◆ TRY IT: Repeat the listing below line for line, exactly as shown.

◆ INFORMATION PROVIDED:

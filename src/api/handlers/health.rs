use axum::response::{Json, IntoResponse};
use axum::http::StatusCode;
use time::OffsetDateTime;
use crate::HealthResponse;

pub async fn health_check() -> impl IntoResponse {
    let response = HealthResponse {
        status: "OK",
        version: env!("CARGO_PKG_VERSION"),
        timestamp: OffsetDateTime::now_utc().to_string(),
    };

    (StatusCode::OK, Json(response))
}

◆ REPLY:
filename src/api/handlers/health.rs
use axum::response::{Json, IntoResponse};
use axum::http::StatusCode;
use time::OffsetDateTime;
use crate::HealthResponse;

pub async fn health_check() -> impl IntoResponse {
    let response = HealthResponse {
        status: "OK",
        version: env!("CARGO_PKG_VERSION"),
        timestamp: OffsetDateTime::now_utc().to_string(),
    };

    (StatusCode::OK, Json(response))
}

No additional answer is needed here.